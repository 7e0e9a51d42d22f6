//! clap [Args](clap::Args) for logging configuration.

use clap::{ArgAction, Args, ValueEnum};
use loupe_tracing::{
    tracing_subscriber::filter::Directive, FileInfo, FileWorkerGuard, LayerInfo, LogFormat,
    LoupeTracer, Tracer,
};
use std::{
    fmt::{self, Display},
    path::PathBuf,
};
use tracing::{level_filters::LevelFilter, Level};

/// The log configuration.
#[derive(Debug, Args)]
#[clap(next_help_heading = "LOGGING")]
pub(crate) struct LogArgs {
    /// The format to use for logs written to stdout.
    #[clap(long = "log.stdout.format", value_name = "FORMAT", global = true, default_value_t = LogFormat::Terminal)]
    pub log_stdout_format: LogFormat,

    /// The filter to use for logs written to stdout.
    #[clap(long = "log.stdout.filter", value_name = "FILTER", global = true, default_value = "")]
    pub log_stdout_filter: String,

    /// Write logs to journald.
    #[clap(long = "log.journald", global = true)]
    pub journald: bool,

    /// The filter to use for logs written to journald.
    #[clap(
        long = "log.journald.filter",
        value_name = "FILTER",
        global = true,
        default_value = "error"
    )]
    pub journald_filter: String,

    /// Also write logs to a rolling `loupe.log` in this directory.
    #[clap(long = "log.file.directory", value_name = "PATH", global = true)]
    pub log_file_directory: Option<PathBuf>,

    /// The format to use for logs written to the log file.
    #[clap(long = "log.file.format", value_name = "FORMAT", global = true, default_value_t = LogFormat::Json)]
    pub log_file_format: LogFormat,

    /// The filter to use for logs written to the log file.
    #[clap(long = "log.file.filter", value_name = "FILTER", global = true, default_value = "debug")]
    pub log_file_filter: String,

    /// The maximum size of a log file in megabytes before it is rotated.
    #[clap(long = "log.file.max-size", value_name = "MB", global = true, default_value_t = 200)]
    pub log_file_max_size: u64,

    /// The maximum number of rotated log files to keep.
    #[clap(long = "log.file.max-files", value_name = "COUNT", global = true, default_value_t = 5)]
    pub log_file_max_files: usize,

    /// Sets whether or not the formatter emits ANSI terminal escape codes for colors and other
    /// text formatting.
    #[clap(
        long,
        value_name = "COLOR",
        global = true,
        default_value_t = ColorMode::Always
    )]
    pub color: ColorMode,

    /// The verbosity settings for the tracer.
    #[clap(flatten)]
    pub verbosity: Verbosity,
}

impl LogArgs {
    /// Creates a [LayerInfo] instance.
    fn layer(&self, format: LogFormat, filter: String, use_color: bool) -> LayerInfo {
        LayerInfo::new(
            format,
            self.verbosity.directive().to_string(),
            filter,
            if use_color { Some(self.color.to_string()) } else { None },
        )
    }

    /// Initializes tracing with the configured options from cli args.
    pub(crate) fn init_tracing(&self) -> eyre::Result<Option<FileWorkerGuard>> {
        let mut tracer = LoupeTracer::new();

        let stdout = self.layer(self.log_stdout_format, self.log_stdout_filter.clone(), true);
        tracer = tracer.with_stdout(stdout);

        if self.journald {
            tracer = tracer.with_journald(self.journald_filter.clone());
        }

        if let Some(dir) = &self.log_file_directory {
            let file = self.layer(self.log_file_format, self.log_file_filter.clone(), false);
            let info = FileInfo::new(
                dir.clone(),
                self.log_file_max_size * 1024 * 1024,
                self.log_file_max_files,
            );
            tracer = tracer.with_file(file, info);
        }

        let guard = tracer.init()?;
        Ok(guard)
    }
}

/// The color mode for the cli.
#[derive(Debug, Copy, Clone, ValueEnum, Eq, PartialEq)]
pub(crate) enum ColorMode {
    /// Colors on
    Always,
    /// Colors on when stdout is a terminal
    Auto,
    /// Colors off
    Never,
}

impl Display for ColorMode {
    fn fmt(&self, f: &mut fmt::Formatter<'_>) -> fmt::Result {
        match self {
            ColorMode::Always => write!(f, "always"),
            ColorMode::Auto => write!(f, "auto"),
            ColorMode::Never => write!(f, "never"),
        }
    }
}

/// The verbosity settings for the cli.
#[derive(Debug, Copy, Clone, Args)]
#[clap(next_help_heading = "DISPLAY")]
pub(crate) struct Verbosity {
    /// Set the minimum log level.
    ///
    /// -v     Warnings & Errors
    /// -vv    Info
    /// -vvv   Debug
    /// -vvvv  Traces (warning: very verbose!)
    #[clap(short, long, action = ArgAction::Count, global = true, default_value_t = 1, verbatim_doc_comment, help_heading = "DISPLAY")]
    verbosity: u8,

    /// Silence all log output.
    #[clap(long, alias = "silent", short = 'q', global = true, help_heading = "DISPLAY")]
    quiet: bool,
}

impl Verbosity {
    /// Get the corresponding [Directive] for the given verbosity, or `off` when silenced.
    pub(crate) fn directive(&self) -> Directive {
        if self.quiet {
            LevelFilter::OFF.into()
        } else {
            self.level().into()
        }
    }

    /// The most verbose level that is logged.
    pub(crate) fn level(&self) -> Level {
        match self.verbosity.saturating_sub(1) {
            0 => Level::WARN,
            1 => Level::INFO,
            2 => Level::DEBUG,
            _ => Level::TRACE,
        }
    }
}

########

### [Task prompt]
Using the records above, find and show each line with the string "when".

### [Solution for this task]
    /// Colors on when stdout is a terminal
    /// Get the corresponding [Directive] for the given verbosity, or `off` when silenced.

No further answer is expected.